Chairman Johnson, Vice Chair Cirino, Ranking Member Williams and all members of the Senate Workforce & Higher Education Committee:

My name is Alan Smith and I am a Senior Fellow and Midwest Director of the R Street Institute. R Street is a free-market think tank devoted to pragmatic solutions to public policy challenges. I wish to commend the Ohio Senate and the General Assembly for considering reforms that allow a broad range of workers licensed in other jurisdictions to be able to continue to work in Ohio on the basis of their training and experience in sister states.

Before the COVID-19 pandemic, state workforce policymakers helped stimulate the economy by reassessing and adjusting some of the impediments that prevented willing workers from obtaining gainful employment. Sixteen states have realized the benefit of providing some form of recognition of training undertaken and certified in other states by relocated workers.[i]

The recent focus on occupational licensing by the General Assembly has put Ohio at the forefront of state efforts to examine the net benefit of licensing professional services. This benefit applies both to workers and to the people who hire them. By periodically reviewing the qualifications and requirements of these state licenses over a period of years, Ohio will be able to remain up to date on the most practical requirements. Considering that Ohio embraces 651 different occupations with a license requirement,[ii] and the Institute for Justice reports that 18 percent—nearly one worker out of five—needs a license to work in the state, the state has an opportunity to compete for those workers who would like to carry on in a profession where they are already established.[iii]

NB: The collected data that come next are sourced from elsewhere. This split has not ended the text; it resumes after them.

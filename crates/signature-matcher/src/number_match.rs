/*!
`NumberMatch`: предикат над целым числом — точное значение, открытый
диапазон или замкнутый диапазон.
*/

use serde_json::Value;

use crate::error::{Error, ErrorKind};
use crate::json::{self, NumberOrString};

/// Предикат над целым числом.
///
/// Гарантия: предикат всегда является непустым подмножеством целых чисел —
/// `"M..N"` требует `M <= N` на этапе разбора.
#[derive(Clone, Debug, Eq, PartialEq)]
pub enum NumberMatch {
    Exact(i64),
    AtLeast(i64),
    AtMost(i64),
    Range(i64, i64),
}

impl NumberMatch {
    /// Строит точное совпадение `n`. Используется как значение по
    /// умолчанию (например, `frameNumber` по умолчанию равно `0`).
    pub fn exact(n: i64) -> NumberMatch {
        NumberMatch::Exact(n)
    }

    /// Разбирает спецификацию из строки по грамматике §4.3:
    /// `"M..N"`, `">= N"`, `"<= N"`, или обычное целое число.
    pub fn parse(spec: &str) -> Result<NumberMatch, Error> {
        let spec = spec.trim();

        if let Some((lo, hi)) = spec.split_once("..") {
            let lo = parse_i64(lo.trim(), spec)?;
            let hi = parse_i64(hi.trim(), spec)?;
            if lo > hi {
                return Err(Error::bare(ErrorKind::BadNumberSpec(spec.to_string())));
            }
            return Ok(NumberMatch::Range(lo, hi));
        }
        if let Some(rest) = spec.strip_prefix(">=") {
            return Ok(NumberMatch::AtLeast(parse_i64(rest.trim(), spec)?));
        }
        if let Some(rest) = spec.strip_prefix("<=") {
            return Ok(NumberMatch::AtMost(parse_i64(rest.trim(), spec)?));
        }
        Ok(NumberMatch::Exact(parse_i64(spec, spec)?))
    }

    /// Разбирает `NumberMatch` из целого числа или строки JSON
    /// (`IntOrRange`).
    pub fn from_number_or_string(v: NumberOrString) -> Result<NumberMatch, Error> {
        match v {
            NumberOrString::Number(n) => Ok(NumberMatch::exact(n)),
            NumberOrString::String(s) => NumberMatch::parse(&s),
        }
    }

    /// Разбирает `NumberMatch` из поля `k` родительского JSON объекта.
    pub fn from_field(
        obj: &serde_json::Map<String, Value>,
        k: &str,
        required: bool,
    ) -> Result<Option<NumberMatch>, Error> {
        match json::get_number_or_string_checked(obj, k, required)? {
            None => Ok(None),
            Some(v) => NumberMatch::from_number_or_string(v)
                .map(Some)
                .map_err(|e| Error::new(k, e.kind().clone())),
        }
    }

    /// Оценивает предикат. Отсутствующее значение (`None`) всегда даёт
    /// `false` — это документированная политика (§4.3), не ошибка.
    pub fn matches(&self, x: Option<i64>) -> bool {
        let Some(x) = x else { return false };
        self.matches_i128(i128::from(x))
    }

    /// То же самое, но для кандидата, занимающего весь диапазон `u64`
    /// (например, адрес падения) — сравнение идёт в `i128`, так что
    /// значения `>= 2^63` не обнуляются при сужении до `i64` перед
    /// сравнением.
    pub fn matches_u64(&self, x: Option<u64>) -> bool {
        let Some(x) = x else { return false };
        self.matches_i128(i128::from(x))
    }

    fn matches_i128(&self, x: i128) -> bool {
        match *self {
            NumberMatch::Exact(n) => x == i128::from(n),
            NumberMatch::AtLeast(n) => x >= i128::from(n),
            NumberMatch::AtMost(n) => x <= i128::from(n),
            NumberMatch::Range(lo, hi) => i128::from(lo) <= x && x <= i128::from(hi),
        }
    }
}

fn parse_i64(s: &str, whole_spec: &str) -> Result<i64, Error> {
    s.parse::<i64>()
        .map_err(|_| Error::bare(ErrorKind::BadNumberSpec(whole_spec.to_string())))
}
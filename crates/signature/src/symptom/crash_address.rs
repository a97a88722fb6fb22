use serde_json::Value;
use signature_matcher::NumberMatch;

use crate::crash_info::CrashInfo;
use crate::error::{Error, ErrorKind};

/// `type = "crashAddress"`: совпадает, если `address.matches(crashAddress)`.
/// Отсутствующий адрес всегда даёт отказ.
#[derive(Clone, Debug)]
pub struct CrashAddressSymptom {
    address: NumberMatch,
    json: Value,
}

impl CrashAddressSymptom {
    pub(crate) fn from_object(
        obj: &serde_json::Map<String, Value>,
        json: Value,
    ) -> Result<CrashAddressSymptom, Error> {
        let address = NumberMatch::from_field(obj, "address", true)?
            .ok_or(Error::bare(ErrorKind::MissingField("address")))?;
        Ok(CrashAddressSymptom { address, json })
    }

    pub fn matches(&self, crash: &CrashInfo) -> bool {
        self.address.matches_u64(crash.crash_address)
    }

    pub(crate) fn to_json(&self) -> Value {
        self.json.clone()
    }
}
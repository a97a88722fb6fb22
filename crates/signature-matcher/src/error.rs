use std::fmt;

/// Ошибка, которая может возникнуть при разборе матчера из JSON.
///
/// Все ошибки в этом крейте возникают во время *построения* — `matches`
/// никогда не завершается ошибкой, даже когда входные данные отсутствуют
/// или имеют неожиданную форму (см. `NumberMatch::matches` и
/// `StringMatch::matches`).
#[derive(Clone, Debug, Eq, PartialEq)]
pub struct Error {
    /// Ключ или контекст, в котором возникла ошибка, если он известен.
    context: Option<String>,
    kind: ErrorKind,
}

/// Вид ошибки, которая может возникнуть при разборе матчера из JSON.
#[derive(Clone, Debug, Eq, PartialEq)]
#[non_exhaustive]
pub enum ErrorKind {
    /// Обязательный ключ отсутствует в JSON объекте.
    MissingKey,
    /// Значение присутствует, но имеет не тот тип JSON, который ожидался.
    BadType { expected: &'static str },
    /// PCRE шаблон не скомпилировался.
    BadPattern(String),
    /// Строка не соответствует ни одной из грамматик `NumberMatch`.
    BadNumberSpec(String),
}

impl Error {
    pub(crate) fn new(context: impl Into<String>, kind: ErrorKind) -> Error {
        Error { context: Some(context.into()), kind }
    }

    pub(crate) fn bare(kind: ErrorKind) -> Error {
        Error { context: None, kind }
    }

    /// Возвращает ключ или контекст, с которым связана эта ошибка, если он есть.
    pub fn context(&self) -> Option<&str> {
        self.context.as_deref()
    }

    /// Возвращает вид этой ошибки.
    pub fn kind(&self) -> &ErrorKind {
        &self.kind
    }
}

impl std::error::Error for Error {}

impl fmt::Display for Error {
    fn fmt(&self, f: &mut fmt::Formatter<'_>) -> fmt::Result {
        match &self.context {
            None => self.kind.fmt(f),
            Some(ctx) => write!(f, "{ctx}: {}", self.kind),
        }
    }
}

impl fmt::Display for ErrorKind {
    fn fmt(&self, f: &mut fmt::Formatter<'_>) -> fmt::Result {
        match self {
            ErrorKind::MissingKey => write!(f, "missing required key"),
            ErrorKind::BadType { expected } => {
                write!(f, "expected a JSON {expected}")
            }
            ErrorKind::BadPattern(err) => {
                write!(f, "invalid PCRE pattern: {err}")
            }
            ErrorKind::BadNumberSpec(spec) => {
                write!(f, "invalid number spec: '{spec}'")
            }
        }
    }
}
use serde_json::Value;
use signature_matcher::NumberMatch;

use crate::crash_info::CrashInfo;
use crate::error::{Error, ErrorKind};

/// `type = "stackSize"`: совпадает, если `size.matches(len(backtrace))`.
#[derive(Clone, Debug)]
pub struct StackSizeSymptom {
    size: NumberMatch,
    json: Value,
}

impl StackSizeSymptom {
    pub(crate) fn from_object(
        obj: &serde_json::Map<String, Value>,
        json: Value,
    ) -> Result<StackSizeSymptom, Error> {
        let size = NumberMatch::from_field(obj, "size", true)?
            .ok_or(Error::bare(ErrorKind::MissingField("size")))?;
        Ok(StackSizeSymptom { size, json })
    }

    pub fn matches(&self, crash: &CrashInfo) -> bool {
        self.size.matches(i64::try_from(crash.backtrace.len()).ok())
    }

    pub(crate) fn to_json(&self) -> Value {
        self.json.clone()
    }
}
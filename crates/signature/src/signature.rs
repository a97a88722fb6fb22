/*!
`CrashSignature`: конъюнкция симптомов, разобранная из объекта с ключом
`"symptoms"`.
*/

use serde_json::Value;

use crate::crash_info::CrashInfo;
use crate::error::{Error, ErrorKind};
use crate::symptom::Symptom;
use crate::symptom::stack_frames::MAX_DIFF_DEPTH;

/// Штраф, который вносит в `getDistance` симптом `stackFrames`, который не
/// совпадает и для которого `diff` не находит обобщения в пределах
/// `maxDepth`. Выбрано как `maxDepth + 1`, так что такой симптом всегда
/// весит строго больше любого найденного обобщения, но конечен (в
/// отличие от `infinity`, которая испортила бы сумму).
const UNGENERALIZABLE_PENALTY: u32 = MAX_DIFF_DEPTH + 1;

/// Упорядоченная конъюнкция симптомов плюс исходный JSON, из которого она
/// была разобрана.
///
/// Порядок сохраняется для сериализации, но сопоставление (`matches`) от
/// порядка не зависит — это чистая конъюнкция.
#[derive(Clone, Debug)]
pub struct CrashSignature {
    symptoms: Vec<Symptom>,
    json: Value,
}

impl CrashSignature {
    /// Разбирает сигнатуру из JSON объекта с ключом `"symptoms"`.
    pub fn parse(v: &Value) -> Result<CrashSignature, Error> {
        let obj = match v {
            Value::Object(o) => o,
            _ => {
                return Err(Error::bare(ErrorKind::BadType {
                    field: "signature",
                    expected: "object",
                }));
            }
        };
        let arr = match obj.get("symptoms") {
            Some(Value::Array(a)) => a,
            Some(_) => {
                return Err(Error::bare(ErrorKind::BadType {
                    field: "symptoms",
                    expected: "array",
                }));
            }
            None => return Err(Error::bare(ErrorKind::MissingField("symptoms"))),
        };
        let symptoms =
            arr.iter().map(Symptom::from_value).collect::<Result<Vec<_>, _>>()?;
        Ok(CrashSignature { symptoms, json: v.clone() })
    }

    /// Конъюнкция: совпадает, если совпадают все симптомы.
    pub fn matches(&self, crash: &CrashInfo) -> bool {
        self.symptoms.iter().all(|s| s.matches(crash))
    }

    /// Сумма по всем симптомам `stackFrames` глубины, возвращённой `diff`,
    /// плюс единица за каждый не-`stackFrames` симптом, который не
    /// совпадает; ноль при полном совпадении.
    pub fn get_distance(&self, crash: &CrashInfo) -> u32 {
        self.symptoms
            .iter()
            .map(|s| match s {
                Symptom::StackFrames(sf) => {
                    if sf.matches(crash) {
                        0
                    } else {
                        match sf.diff(crash) {
                            Some((depth, _)) => depth,
                            None => UNGENERALIZABLE_PENALTY,
                        }
                    }
                }
                other => u32::from(!other.matches(crash)),
            })
            .sum()
    }

    /// Возвращает новую сигнатуру, в которой каждый симптом `stackFrames`
    /// заменён своим обобщением `diff` (когда оно найдено в пределах
    /// `maxDepth = 3`); остальные симптомы остаются без изменений.
    pub fn fit(&self, crash: &CrashInfo) -> CrashSignature {
        let symptoms: Vec<Symptom> = self
            .symptoms
            .iter()
            .map(|s| match s.diff(crash) {
                Some((_, generalized)) => generalized,
                None => s.clone(),
            })
            .collect();
        let json = Value::Object(
            [(
                "symptoms".to_string(),
                Value::Array(symptoms.iter().map(Symptom::to_json).collect()),
            )]
            .into_iter()
            .collect(),
        );
        CrashSignature { symptoms, json }
    }

    pub fn to_json(&self) -> Value {
        self.json.clone()
    }
}
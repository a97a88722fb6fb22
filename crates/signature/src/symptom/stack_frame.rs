use serde_json::Value;
use signature_matcher::{NumberMatch, StringMatch};

use crate::crash_info::CrashInfo;
use crate::error::{Error, ErrorKind};

/// `type = "stackFrame"`: совпадает, если существует индекс `i` в
/// `backtrace`, для которого `frameNumber.matches(i)` и
/// `functionName.matches(backtrace[i])`.
///
/// Индексы нумеруются от самого внутреннего кадра (индекс `0` — упавший
/// кадр).
#[derive(Clone, Debug)]
pub struct StackFrameSymptom {
    function_name: StringMatch,
    frame_number: NumberMatch,
    json: Value,
}

impl StackFrameSymptom {
    pub(crate) fn from_object(
        obj: &serde_json::Map<String, Value>,
        json: Value,
    ) -> Result<StackFrameSymptom, Error> {
        let function_name = StringMatch::from_field(obj, "functionName", true)?
            .ok_or(Error::bare(ErrorKind::MissingField("functionName")))?;
        let frame_number = NumberMatch::from_field(obj, "frameNumber", false)?
            .unwrap_or_else(|| NumberMatch::exact(0));
        Ok(StackFrameSymptom { function_name, frame_number, json })
    }

    pub fn matches(&self, crash: &CrashInfo) -> bool {
        crash.backtrace.iter().enumerate().any(|(i, name)| {
            self.frame_number.matches(i64::try_from(i).ok())
                && self.function_name.matches(name)
        })
    }

    pub(crate) fn to_json(&self) -> Value {
        self.json.clone()
    }
}

#[cfg(test)]
mod tests {
    use super::*;
    use serde_json::json;

    fn parse(v: Value) -> StackFrameSymptom {
        let obj = match &v {
            Value::Object(o) => o.clone(),
            _ => unreachable!(),
        };
        StackFrameSymptom::from_object(&obj, v).unwrap()
    }

    #[test]
    fn default_frame_number_is_zero() {
        let sym = parse(json!({"type": "stackFrame", "functionName": "abort"}));
        let mut crash = CrashInfo::new();
        crash.backtrace = vec!["abort".into(), "main".into()];
        assert!(sym.matches(&crash));

        crash.backtrace = vec!["main".into(), "abort".into()];
        assert!(!sym.matches(&crash));
    }

    #[test]
    fn explicit_frame_number_range() {
        let sym = parse(json!({
            "type": "stackFrame",
            "functionName": "helper",
            "frameNumber": ">= 1"
        }));
        let mut crash = CrashInfo::new();
        crash.backtrace = vec!["top".into(), "helper".into(), "main".into()];
        assert!(sym.matches(&crash));
    }
}
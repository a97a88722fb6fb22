/*!
Примитивы сопоставления, общие для движка сопоставления сигнатур падений:
типизированный доступ к JSON, `StringMatch` и `NumberMatch`.

Этот крейт не знает ничего о падениях, симптомах или сигнатурах — это
аналог `grep-matcher` в семье крейтов `grep`: маленький, с минимумом
зависимостей, на котором строятся конкретные распознаватели.
*/

mod error;
mod number_match;
mod string_match;

pub mod json;

pub use crate::error::{Error, ErrorKind};
pub use crate::number_match::NumberMatch;
pub use crate::string_match::{Flags, MatchType, StringMatch};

Before the pandemic scrambled the numbers, the projected job increase in Ohio from first quarter 2019 to first quarter 2021 was only 1.6 percent.[iv] Now the state needs to add back into the workforce around one-third of nearly 900,000 people who were furloughed or lost their jobs a year ago as they dig out of the pandemic hole in the state ecosystem.[v] According to information collected by United Van Lines, a new job (or an employment transfer) is the leading reason for moving into—and out of—the state.[vi] Therefore, if Ohio could eliminate one hurdle that hinders this type of immigration, the state may experience expansion.

There are substantial reasons for the state government to remove every barrier to employment that is not wholly and directly related to critical health and safety issues. Preventing willing and capable people from working, especially with outdated protectionist hurdles mostly instituted for incumbents, begets pathologies in the state that no government can countermand.

I respectfully request this letter to be included as part of the public hearing record.

Alan Smith
Midwest Director and Resident Senior Fellow
R Street Institute
[email protected]

[ii] Anna Staver, “Ohio requires licenses for 651 occupations and some legislators say that’s way too many,” Columbus Dispatch, November 25, 2019.

[iii] Morris M. Kleiner and Evgeny S. Vorotnikov, “At What Cost?: State and National Estimates of the Economic Costs of Occupational Licensing,” Institute for Justice, November 2018.

[iv] Ohio Labor Market Information, “Ohio Short-term Employment Forecast, First Quarter 2019 – First Quarter 2021,” Ohio Department of Jobs & Family Services, June 2020.

[v] Mark Williams, “On the road back: Ohio recovers about two-thirds of the jobs lost during the pandemic,” Columbus Dispatch, March 12, 2021.

[vi] United Van Lines, “United Van Lines’ National Migration Study Reveals Where and Why Americans Moved in 2020,” Press Release, Jan. 4, 2021.